The owners and operators of the several critical pipelines which crisscross Arizona have been directed by the Department of Homeland Security’s Transportation Security Administration (TSA) to make cybersecurity a priority, the second such mandate this year.
A Security Directive issued in late July requires owners and operators of TSA-designated critical pipelines which transport hazardous liquids such as gasoline, diesel, and jet fuels, as well as natural gas (also known as methane) to implement a number of “urgently needed” protections against cyber intrusions.
The mandate also applies to dedicated high vaper pressure (HVP) pipelines used for the transport of liquefied petroleum gases (LPGs) such as propane, normal butane, and isobutane.

According to the Arizona Corporation Commission, Arizona is served by several interstate pipeline transmission systems including Cross Country Energy Corp’s Transwestern Pipeline, Dominion Energy’s Southern Trails Pipeline, Energy Transfer Partners’ Transwestern Pipeline, Kinder Morgan’s El Paso Natural Gas, Mohave Pipeline, Questar’s Southern Trails Pipeline, Southwest Gas, and TransCanada’s North Baja Pipeline.

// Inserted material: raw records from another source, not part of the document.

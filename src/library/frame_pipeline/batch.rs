use std::{
    any::Any,
    panic::{catch_unwind, AssertUnwindSafe},
    sync::mpsc,
};

use rayon::prelude::*;

use super::{
    results::{BatchReport, BatchSummary, PipelineResult},
    video_pipeline::run_video_pipeline,
};
use crate::library::{
    errors::{ConfigError, LibError},
    frame_source::FrameDecoder,
    video_job::VideoJob,
    FilterConfig,
};

/// Runs every job on a pool of `workers` threads (rayon's default, one per
/// CPU, when `None`) and gathers the results.
///
/// Each video is an isolated task: decode errors, write errors and panics are
/// all captured in that video's `PipelineResult` and never stop its siblings.
/// The only errors returned here are those which prevent the batch starting.
pub fn run_batch<D: FrameDecoder>(
    jobs: &[VideoJob],
    cfg: &FilterConfig,
    decoder: &D,
    workers: Option<usize>,
) -> Result<BatchReport, LibError> {
    let mut pool_builder = rayon::ThreadPoolBuilder::new();
    if let Some(workers) = workers {
        if workers == 0 {
            return Err(ConfigError::Workers(workers).into());
        }
        pool_builder = pool_builder.num_threads(workers);
    }
    let pool = pool_builder
        .thread_name(|i| format!("frame-worker-{}", i))
        .build()
        .map_err(|e| LibError::ThreadPool(e.to_string()))?;

    info!(
        target: "batch",
        "Processing {} videos using {} workers",
        jobs.len(),
        pool.current_num_threads()
    );

    let (sender, receiver) = mpsc::channel();

    //one job per task, so a long video never holds up the videos queued behind it.
    pool.install(|| {
        jobs.par_iter().with_max_len(1).for_each_with(sender, |sender, job| {
            let result = run_isolated(job, cfg, decoder);
            //the receiver outlives the pool, so this cannot fail.
            let _ = sender.send(result);
        })
    });

    //results arrive in completion order.
    let mut summary = BatchSummary::default();
    let mut results = vec![];
    for result in receiver {
        summary.add(&result);
        results.push(result);
    }

    results.sort_by_key(|result| result.job().index());

    Ok(BatchReport { summary, results })
}

fn run_isolated<D: FrameDecoder>(job: &VideoJob, cfg: &FilterConfig, decoder: &D) -> PipelineResult {
    catch_unwind(AssertUnwindSafe(|| run_video_pipeline(job, cfg, decoder))).unwrap_or_else(|panic| {
        let e = LibError::WorkerPanic(panic_message(&*panic));
        warn!(target: "batch", "{}: {}", job.src_path().display(), e);
        PipelineResult::failed(job.clone(), e)
    })
}

fn panic_message(panic: &(dyn Any + Send)) -> String {
    if let Some(msg) = panic.downcast_ref::<&str>() {
        msg.to_string()
    } else if let Some(msg) = panic.downcast_ref::<String>() {
        msg.clone()
    } else {
        "unknown panic".to_string()
    }
}
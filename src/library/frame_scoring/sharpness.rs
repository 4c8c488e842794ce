use image::Luma;
use imageproc::{definitions::Image, filter::filter3x3};

use crate::library::{definitions::LAPLACIAN_KERNEL, img_ops::GrayImgBuf};

/// Blur score of a grayscale image: the variance of its Laplacian response.
///
/// Sharp images have strong, varied edges and score high; a flat image scores
/// exactly 0. Images too small to hold a 3x3 neighbourhood also score 0.
pub fn sharpness(gray: &GrayImgBuf) -> f64 {
    let (x, y) = gray.dimensions();
    if x < 3 || y < 3 {
        return 0.0;
    }

    let response: Image<Luma<i16>> = filter3x3(gray, &LAPLACIAN_KERNEL[..]);

    let num_px = (x as f64) * (y as f64);
    let mean = response.pixels().map(|p| p[0] as f64).sum::<f64>() / num_px;
    let variance = response
        .pixels()
        .map(|p| {
            let d = p[0] as f64 - mean;
            d * d
        })
        .sum::<f64>()
        / num_px;

    variance.max(0.0)
}

#[cfg(test)]
mod tests {
    use image::ImageBuffer;
    use imageproc::filter::gaussian_blur_f32;

    use super::*;

    fn checkerboard(size: u32, square: u32) -> GrayImgBuf {
        ImageBuffer::from_fn(size, size, |x, y| {
            if ((x / square) + (y / square)) % 2 == 0 {
                Luma([0])
            } else {
                Luma([255])
            }
        })
    }

    #[test]
    fn solid_image_has_zero_sharpness() {
        let black = GrayImgBuf::new(10, 10);
        assert_eq!(sharpness(&black), 0.0);

        let white = ImageBuffer::from_pixel(10, 10, Luma([255u8]));
        assert_eq!(sharpness(&white), 0.0);
    }

    #[test]
    fn tiny_images_have_zero_sharpness() {
        let img = ImageBuffer::from_fn(2, 2, |x, _| Luma([(x * 255) as u8]));
        assert_eq!(sharpness(&img), 0.0);
    }

    #[test]
    fn blurring_reduces_sharpness() {
        let sharp = checkerboard(64, 4);
        let blurred = gaussian_blur_f32(&sharp, 2.0);
        let very_blurred = gaussian_blur_f32(&sharp, 6.0);

        let sharp_score = sharpness(&sharp);
        let blurred_score = sharpness(&blurred);
        let very_blurred_score = sharpness(&very_blurred);

        assert!(sharp_score > 100.0, "{}", sharp_score);
        assert!(sharp_score > blurred_score);
        assert!(blurred_score > very_blurred_score);
    }

    #[test]
    fn sharpness_is_deterministic() {
        let img = checkerboard(32, 3);
        assert_eq!(sharpness(&img), sharpness(&img.clone()));
    }
}
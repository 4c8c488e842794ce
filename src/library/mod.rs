pub mod definitions;
pub mod errors;
pub mod file_set;
pub mod frame_pipeline;
pub mod frame_scoring;
pub mod frame_source;
mod library_cfg;
mod utils;
pub mod video_job;

//exports to app and tests
pub use errors::{ConfigError, LibError};
pub use file_set::{FileSet, FileSetError};
pub use frame_pipeline::{run_batch, BatchReport};
pub use library_cfg::{FilterConfig, Rotation};
pub(crate) use utils::{ffmpeg_ops, img_ops};
pub use video_job::{OutputPlan, VideoJob};
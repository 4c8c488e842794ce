mod sharpness;
mod similarity;

pub use sharpness::sharpness;
pub use similarity::{structural_similarity, DuplicateDetector};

There are then several intrastate distribution and transmission pipelines, including Abbott Nutrition, Alliant Gas Arizona, Applied LNG Technologies, Arizona Public Service, Calpine Pipeline, Desert Gas Services, Duncan Rural Services, Gila River Power, Mineral Park Mine, Nucor Steel Kingman, Pimalco Aerospace Aluminum, Plains LPG Services, Swissport Fueling, UniSource Energy, and Zapco / Biogas Energy Tactics.

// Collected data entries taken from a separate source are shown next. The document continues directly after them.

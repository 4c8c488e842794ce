use std::path::{Path, PathBuf};

use image::ImageFormat;

use super::{
    frame_selector::{FrameSelector, FrameVerdict},
    results::{FrameCounts, PipelineResult, SavedFrame},
};
use crate::library::{
    definitions::frame_file_name,
    errors::{LibError, WriteError},
    frame_source::{DecodedFrame, FrameDecoder},
    img_ops::{rotate, RgbImgBuf},
    video_job::VideoJob,
    FilterConfig,
};

//Persists accepted frames. In dry-run mode nothing touches the filesystem.
struct FrameWriter {
    output_dir: PathBuf,
    dry_run: bool,
    dir_ready: bool,
}

impl FrameWriter {
    fn new(output_dir: &Path, dry_run: bool) -> Self {
        Self {
            output_dir: output_dir.to_path_buf(),
            dry_run,
            dir_ready: false,
        }
    }

    fn write(&mut self, ordinal: u64, image: &RgbImgBuf) -> Result<Option<PathBuf>, WriteError> {
        if self.dry_run {
            return Ok(None);
        }

        if !self.dir_ready {
            std::fs::create_dir_all(&self.output_dir).map_err(|e| WriteError::CreateDir {
                path: self.output_dir.clone(),
                src: e.to_string(),
            })?;
            self.dir_ready = true;
        }

        let path = self.output_dir.join(frame_file_name(ordinal));
        image
            .save_with_format(&path, ImageFormat::Jpeg)
            .map_err(|e| WriteError::WriteFrame {
                path: path.clone(),
                src: e.to_string(),
            })?;

        Ok(Some(path))
    }
}

/// Drives a single video from decoding through to persisted frames.
///
/// Everything here is owned by the pipeline instance, so any number of
/// pipelines can run side by side as long as their output directories differ.
pub struct VideoPipeline<'a> {
    job: &'a VideoJob,
    cfg: &'a FilterConfig,
    selector: FrameSelector,
    writer: FrameWriter,
    counts: FrameCounts,
    saved_frames: Vec<SavedFrame>,
}

impl<'a> VideoPipeline<'a> {
    pub fn new(job: &'a VideoJob, cfg: &'a FilterConfig) -> Self {
        Self {
            job,
            cfg,
            selector: FrameSelector::new(cfg),
            writer: FrameWriter::new(job.output_dir(), cfg.dry_run()),
            counts: FrameCounts::default(),
            saved_frames: vec![],
        }
    }

    /// Run to completion. Decode and write errors end the video early but are
    /// recorded in the result rather than returned.
    pub fn run<D: FrameDecoder>(mut self, decoder: &D) -> PipelineResult {
        info!(
            target: "video_pipeline",
            "Processing {} -> {}{}",
            self.job.src_path().display(),
            self.job.output_dir().display(),
            if self.cfg.dry_run() { " (dry run)" } else { "" }
        );

        let failure = self.process(decoder).err();
        self.log_outcome(failure.as_ref());

        PipelineResult::new(self.job.clone(), self.counts, self.saved_frames, failure)
    }

    fn process<D: FrameDecoder>(&mut self, decoder: &D) -> Result<(), LibError> {
        //the source (and its decoder process) is dropped on every exit path from here.
        let frames = decoder.open(self.job.src_path(), self.cfg.frame_interval())?;

        for frame in frames {
            self.process_frame(frame?)?;
        }

        Ok(())
    }

    fn process_frame(&mut self, frame: DecodedFrame) -> Result<(), LibError> {
        self.counts.scanned += 1;
        let DecodedFrame { index, image } = frame;

        let verdict = self.selector.evaluate(&image);
        let mut ordinal = None;
        match verdict {
            FrameVerdict::RejectedBlur { .. } => self.counts.rejected_blur += 1,
            FrameVerdict::RejectedDuplicate { .. } => self.counts.rejected_duplicate += 1,
            FrameVerdict::Accepted { .. } => {
                let next_ordinal = self.counts.accepted;
                let rotated = rotate(image, self.cfg.rotation());

                if let Some(path) = self.writer.write(next_ordinal, &rotated)? {
                    self.saved_frames.push(SavedFrame {
                        ordinal: next_ordinal,
                        frame_index: index,
                        path,
                    });
                }
                self.counts.accepted += 1;
                ordinal = Some(next_ordinal);
            }
        }

        if self.cfg.verbose() {
            self.log_decision(index, &verdict, ordinal);
        }

        Ok(())
    }

    fn log_decision(&self, index: u64, verdict: &FrameVerdict, ordinal: Option<u64>) {
        let name = self.job.src_path().display();

        match *verdict {
            FrameVerdict::RejectedBlur { sharpness } => debug!(
                target: "frame_decision",
                "{}: frame {} rejected as blurry (sharpness {:.2} < {})",
                name,
                index,
                sharpness,
                self.cfg.sharpness_threshold()
            ),
            FrameVerdict::RejectedDuplicate { similarity, .. } => debug!(
                target: "frame_decision",
                "{}: frame {} rejected as duplicate (similarity {:.4} >= {:.4})",
                name,
                index,
                similarity,
                self.cfg.duplicate_threshold()
            ),
            FrameVerdict::Accepted { sharpness, similarity } => debug!(
                target: "frame_decision",
                "{}: frame {} accepted as #{} (sharpness {:.2}, similarity {:.4})",
                name,
                index,
                ordinal.unwrap_or_default(),
                sharpness,
                similarity
            ),
        }
    }

    fn log_outcome(&self, failure: Option<&LibError>) {
        let c = &self.counts;
        match failure {
            None => info!(
                target: "video_pipeline",
                "{}: scanned {}, accepted {}, blurry {}, duplicate {}",
                self.job.src_path().display(),
                c.scanned,
                c.accepted,
                c.rejected_blur,
                c.rejected_duplicate
            ),
            Some(e) => warn!(
                target: "video_pipeline",
                "{}: stopped after {} frames ({} accepted): {}",
                self.job.src_path().display(),
                c.scanned,
                c.accepted,
                e
            ),
        }
    }
}

pub fn run_video_pipeline<D: FrameDecoder>(job: &VideoJob, cfg: &FilterConfig, decoder: &D) -> PipelineResult {
    VideoPipeline::new(job, cfg).run(decoder)
}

The recent Security Directive requires those operating critical pipelines to put into place mitigation measures to protect against ransomware cyberattacks and other threats to information technology and operational technology systems. They must also develop and implement a cybersecurity contingency and a recovery plan, and conduct a cybersecurity architecture design review.

“Through this Security Directive, DHS can better ensure the pipeline sector takes the steps necessary to safeguard their operations from rising cyber threats, and better protect our national and economic security,” according to Alejandro Mayorkas, Secretary of Homeland Security. “Public-private partnerships are critical to the security of every community across our country and DHS will continue working closely with our private sector partners to support their operations and increase their cybersecurity resilience.”

DHS and TSA issued an initial Security Directive in May following a ransomware on Colonial Pipeline, which moves gasoline, diesel, and jet fuel from Texas to the eastern United States. Colonial Pipeline paid a $4.4 million ransom to hackers who accessed the company’s billing software, triggering a pipeline shutdown until it was certain the cyberattack had not targeted the company’s operational software.

The May directive mandated the reporting of all confirmed and potential cybersecurity incidents to DHS’s Cybersecurity and Infrastructure Security Agency (CISA). Each pipeline owner or operator was also required to immediately designate a Cybersecurity Coordinator who would be available 24 / 7 to federal officials.
There was also a requirement for an internal review of all current cybersecurity practices by the end of June, as was a report to TSA and CISA of all gaps in remediation measures.

 TSA’s heightened attention on pipeline cybersecurity issues follows the agency’s efforts over the last two decades to enhance the physical security preparedness of hazardous liquid and natural gas pipeline systems across the country.